• What is required: Return every line below in which "Regex" appears.

• Records provided:
● ● ● ● ● ● ●
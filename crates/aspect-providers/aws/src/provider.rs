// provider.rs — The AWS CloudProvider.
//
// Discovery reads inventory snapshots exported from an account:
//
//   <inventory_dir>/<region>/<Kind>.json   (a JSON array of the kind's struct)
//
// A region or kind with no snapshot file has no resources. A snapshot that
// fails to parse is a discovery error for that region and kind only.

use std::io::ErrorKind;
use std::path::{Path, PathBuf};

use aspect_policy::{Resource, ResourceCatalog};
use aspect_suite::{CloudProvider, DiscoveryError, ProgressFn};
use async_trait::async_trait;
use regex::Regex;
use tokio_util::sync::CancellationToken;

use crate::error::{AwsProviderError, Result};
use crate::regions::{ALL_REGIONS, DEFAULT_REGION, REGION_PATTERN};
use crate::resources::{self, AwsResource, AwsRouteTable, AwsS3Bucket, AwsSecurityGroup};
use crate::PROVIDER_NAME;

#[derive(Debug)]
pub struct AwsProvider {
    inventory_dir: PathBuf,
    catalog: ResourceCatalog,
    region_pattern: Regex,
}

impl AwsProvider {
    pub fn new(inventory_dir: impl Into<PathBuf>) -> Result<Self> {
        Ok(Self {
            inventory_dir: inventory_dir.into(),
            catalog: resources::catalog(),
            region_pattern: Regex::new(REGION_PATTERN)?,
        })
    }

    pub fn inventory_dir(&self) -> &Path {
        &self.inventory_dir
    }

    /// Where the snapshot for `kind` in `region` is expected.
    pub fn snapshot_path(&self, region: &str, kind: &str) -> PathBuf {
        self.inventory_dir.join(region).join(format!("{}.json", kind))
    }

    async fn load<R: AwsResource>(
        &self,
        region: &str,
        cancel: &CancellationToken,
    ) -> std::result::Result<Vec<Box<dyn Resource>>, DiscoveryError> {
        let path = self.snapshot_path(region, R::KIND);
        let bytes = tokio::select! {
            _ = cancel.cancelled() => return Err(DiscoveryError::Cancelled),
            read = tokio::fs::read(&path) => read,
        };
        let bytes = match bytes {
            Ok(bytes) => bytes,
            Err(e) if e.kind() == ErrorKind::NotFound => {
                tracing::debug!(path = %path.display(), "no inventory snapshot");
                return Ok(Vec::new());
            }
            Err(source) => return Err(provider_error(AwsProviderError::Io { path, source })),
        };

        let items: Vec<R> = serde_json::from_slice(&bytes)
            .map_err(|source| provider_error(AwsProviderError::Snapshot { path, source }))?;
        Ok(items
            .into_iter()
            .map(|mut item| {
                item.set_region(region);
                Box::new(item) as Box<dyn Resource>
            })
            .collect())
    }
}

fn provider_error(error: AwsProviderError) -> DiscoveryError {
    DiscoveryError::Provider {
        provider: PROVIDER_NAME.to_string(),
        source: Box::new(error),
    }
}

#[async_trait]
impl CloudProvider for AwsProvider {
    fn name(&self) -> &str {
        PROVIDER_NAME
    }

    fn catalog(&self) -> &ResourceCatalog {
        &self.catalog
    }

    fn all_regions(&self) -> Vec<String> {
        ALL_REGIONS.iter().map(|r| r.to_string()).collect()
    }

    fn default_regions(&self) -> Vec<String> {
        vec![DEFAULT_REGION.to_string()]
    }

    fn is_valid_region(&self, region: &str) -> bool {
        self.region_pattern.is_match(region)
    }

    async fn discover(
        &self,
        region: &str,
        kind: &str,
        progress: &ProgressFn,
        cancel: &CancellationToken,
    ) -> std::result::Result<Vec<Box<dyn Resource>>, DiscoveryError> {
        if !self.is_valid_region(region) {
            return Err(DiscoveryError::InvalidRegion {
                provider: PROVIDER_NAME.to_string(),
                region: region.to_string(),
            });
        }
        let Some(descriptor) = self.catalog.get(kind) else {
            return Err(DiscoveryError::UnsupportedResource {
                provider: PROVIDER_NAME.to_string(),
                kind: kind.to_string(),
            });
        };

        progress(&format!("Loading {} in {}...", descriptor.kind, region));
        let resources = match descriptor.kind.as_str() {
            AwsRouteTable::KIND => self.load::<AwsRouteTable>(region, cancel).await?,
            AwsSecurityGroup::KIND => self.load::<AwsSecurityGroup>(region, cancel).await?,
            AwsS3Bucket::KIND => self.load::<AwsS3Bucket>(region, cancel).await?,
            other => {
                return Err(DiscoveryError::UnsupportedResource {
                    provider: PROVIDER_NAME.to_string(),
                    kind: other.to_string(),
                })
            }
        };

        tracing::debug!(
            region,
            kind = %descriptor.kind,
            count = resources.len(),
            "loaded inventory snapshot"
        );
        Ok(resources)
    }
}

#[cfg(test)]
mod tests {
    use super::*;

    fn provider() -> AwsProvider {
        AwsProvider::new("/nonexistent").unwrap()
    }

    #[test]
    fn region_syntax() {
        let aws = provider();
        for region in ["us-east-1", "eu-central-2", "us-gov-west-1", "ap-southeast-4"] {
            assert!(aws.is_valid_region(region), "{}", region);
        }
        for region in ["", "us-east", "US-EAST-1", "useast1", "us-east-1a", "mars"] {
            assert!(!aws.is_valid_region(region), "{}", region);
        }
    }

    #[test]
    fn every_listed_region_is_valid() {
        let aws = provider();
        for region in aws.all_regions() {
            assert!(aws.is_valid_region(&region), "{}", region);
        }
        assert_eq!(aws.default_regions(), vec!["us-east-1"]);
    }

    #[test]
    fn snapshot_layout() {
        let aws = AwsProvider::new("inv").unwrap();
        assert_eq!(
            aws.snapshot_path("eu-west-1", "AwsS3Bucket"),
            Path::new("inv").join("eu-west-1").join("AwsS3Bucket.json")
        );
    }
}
● ● ● ● ● ● ●
• Solution to this problem:
use regex::Regex;
    region_pattern: Regex,
            region_pattern: Regex::new(REGION_PATTERN)?,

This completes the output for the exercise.